* EXERCISE REQUIREMENTS *
In the records below, some lines contain "simulator"; state the number of such lines and nothing else.

* DATA TO USE *
__________
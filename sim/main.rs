#![forbid(unsafe_code)]

//! `sweepmap-sim` — load simulator.
//!
//! Drives a number of concurrent fake cleaning sessions against a
//! running server: robots and areas are fetched from the query API, then
//! each simulated robot publishes start/update/end telemetry lines over
//! the TCP listener while walking a deterministic serpentine path.

use std::time::Duration;

use clap::Parser;
use rand::Rng;
use serde::Deserialize;
use tokio::io::AsyncWriteExt;
use tokio::net::TcpStream;
use tracing::{info, warn};
use tracing_subscriber::{fmt, EnvFilter};

use sweepmap::config::TelemetryConfig;
use sweepmap::models::{Area, Robot};
use sweepmap::{AppError, Result};

#[derive(Debug, Parser)]
#[command(name = "sweepmap-sim", about = "Cleaning session load simulator", version, long_about = None)]
struct Cli {
    /// Base URL of a running sweepmap query API.
    #[arg(long, default_value = "http://127.0.0.1:3000")]
    api_url: String,

    /// Address of the telemetry TCP listener.
    #[arg(long, default_value = "127.0.0.1:1884")]
    telemetry_addr: String,

    /// Number of concurrent cleaning sessions to run.
    #[arg(long, default_value_t = 4)]
    concur: u32,

    /// Delay between position reports, in milliseconds.
    #[arg(long, default_value_t = 250)]
    report_interval_ms: u64,
}

#[derive(Debug, Deserialize)]
struct RobotsResponse {
    robots: Vec<Robot>,
}

#[derive(Debug, Deserialize)]
struct AreasResponse {
    areas: Vec<Area>,
}

#[tokio::main]
async fn main() -> Result<()> {
    let env_filter = EnvFilter::try_from_default_env().unwrap_or_else(|_| EnvFilter::new("info"));
    fmt()
        .with_env_filter(env_filter)
        .try_init()
        .map_err(|err| AppError::Config(format!("failed to init tracing: {err}")))?;

    let args = Cli::parse();
    let client = reqwest::Client::new();

    let robots: RobotsResponse = fetch_json(&client, &format!("{}/v1/robots", args.api_url)).await?;
    let areas: AreasResponse = fetch_json(&client, &format!("{}/v1/areas", args.api_url)).await?;
    if robots.robots.is_empty() || areas.areas.is_empty() {
        return Err(AppError::Config(
            "server has no robots or areas; start it with --seed".into(),
        ));
    }
    info!(
        robots = robots.robots.len(),
        areas = areas.areas.len(),
        "fetched inventory"
    );

    let topics = TelemetryConfig::default();
    let mut handles = Vec::new();
    for i in 0..args.concur {
        // Pick a robot, an area, and a random session length up front;
        // the RNG handle must not cross an await point.
        let (robot, area, moves) = {
            let mut rng = rand::thread_rng();
            let robot = robots.robots[rng.gen_range(0..robots.robots.len())].clone();
            let area = areas.areas[rng.gen_range(0..areas.areas.len())].clone();
            (robot, area, rng.gen_range(2..=51))
        };

        let session_id = format!("sess{:03}", i + 1);
        let addr = args.telemetry_addr.clone();
        let topics = topics.clone();
        let interval = Duration::from_millis(args.report_interval_ms);
        handles.push(tokio::spawn(async move {
            if let Err(err) =
                run_cleaning_session(&session_id, &addr, &topics, &robot, &area, moves, interval)
                    .await
            {
                warn!(session_id, %err, "simulated session failed");
            }
        }));

        // Stagger session starts.
        tokio::time::sleep(Duration::from_millis(500)).await;
    }

    for handle in handles {
        let _ = handle.await;
    }
    info!("all simulated sessions finished");
    Ok(())
}

async fn fetch_json<T: serde::de::DeserializeOwned>(
    client: &reqwest::Client,
    url: &str,
) -> Result<T> {
    client
        .get(url)
        .send()
        .await
        .map_err(|err| AppError::Io(format!("GET {url} failed: {err}")))?
        .json()
        .await
        .map_err(|err| AppError::Io(format!("GET {url} returned invalid body: {err}")))
}

async fn run_cleaning_session(
    session_id: &str,
    addr: &str,
    topics: &TelemetryConfig,
    robot: &Robot,
    area: &Area,
    moves: u32,
    interval: Duration,
) -> Result<()> {
    let mut stream = TcpStream::connect(addr)
        .await
        .map_err(|err| AppError::Io(format!("connect {addr} failed: {err}")))?;

    info!(session_id, robot = %robot.id, area = %area.id, moves, "session start");
    publish(
        &mut stream,
        &topics.topic_session_start,
        &format!("{}/{}/0/0/{}", robot.id, area.id, now_unix()),
    )
    .await?;
    tokio::time::sleep(interval).await;

    let mut path = SnakePath::new(200, area.size_x, area.size_y, robot.size);
    let mut x = 0;
    let mut y = 0;
    for _ in 0..moves {
        (x, y) = path.next_position();
        publish(
            &mut stream,
            &topics.topic_session_update,
            &format!("{}/{x}/{y}/{}", robot.id, now_unix()),
        )
        .await?;
        tokio::time::sleep(interval).await;
    }

    info!(session_id, robot = %robot.id, x, y, "session end");
    publish(
        &mut stream,
        &topics.topic_session_end,
        &format!("{}/{x}/{y}/{}", robot.id, now_unix()),
    )
    .await
}

async fn publish(stream: &mut TcpStream, topic: &str, payload: &str) -> Result<()> {
    stream
        .write_all(format!("{topic} {payload}\n").as_bytes())
        .await
        .map_err(|err| AppError::Io(format!("publish failed: {err}")))
}

fn now_unix() -> i64 {
    chrono::Utc::now().timestamp()
}

/// Serpentine path generator: sweep right, drop one robot-diameter row,
/// sweep left, and reverse vertical direction at the far wall. Positions
/// stay clamped inside the area by the robot's radius.
struct SnakePath {
    speed: i64,
    robot_size: i64,
    robot_center: i64,
    x: i64,
    y: i64,
    go_right: bool,
    go_down: bool,
    size_x: i64,
    size_y: i64,
}

impl SnakePath {
    fn new(speed: i64, size_x: i64, size_y: i64, robot_size: i64) -> Self {
        Self {
            speed,
            robot_size,
            robot_center: robot_size / 2,
            x: 0,
            y: 0,
            go_right: true,
            go_down: true,
            size_x,
            size_y,
        }
    }

    fn next_position(&mut self) -> (i64, i64) {
        if self.go_right {
            self.x += self.speed;
            if self.x > self.size_x - self.robot_center {
                // Past the right wall.
                self.x = self.size_x - self.robot_center;
                self.go_right = false;
                self.step_row();
            }
        } else {
            self.x -= self.speed;
            if self.x < self.robot_center {
                // Past the left wall.
                self.x = self.robot_center;
                self.go_right = true;
                self.step_row();
            }
        }
        (self.x, self.y)
    }

    /// Move one row down (or up), reversing at the top or bottom wall.
    fn step_row(&mut self) {
        if self.go_down {
            self.y += self.robot_size;
            if self.y > self.size_y - self.robot_center {
                self.y = self.size_y - self.robot_center;
                self.go_down = false;
            }
        } else {
            self.y -= self.robot_size;
            if self.y < self.robot_center {
                self.y = self.robot_center;
                self.go_down = true;
            }
        }
    }
}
__________
* SOLUTION TO THE PROBLEM *
2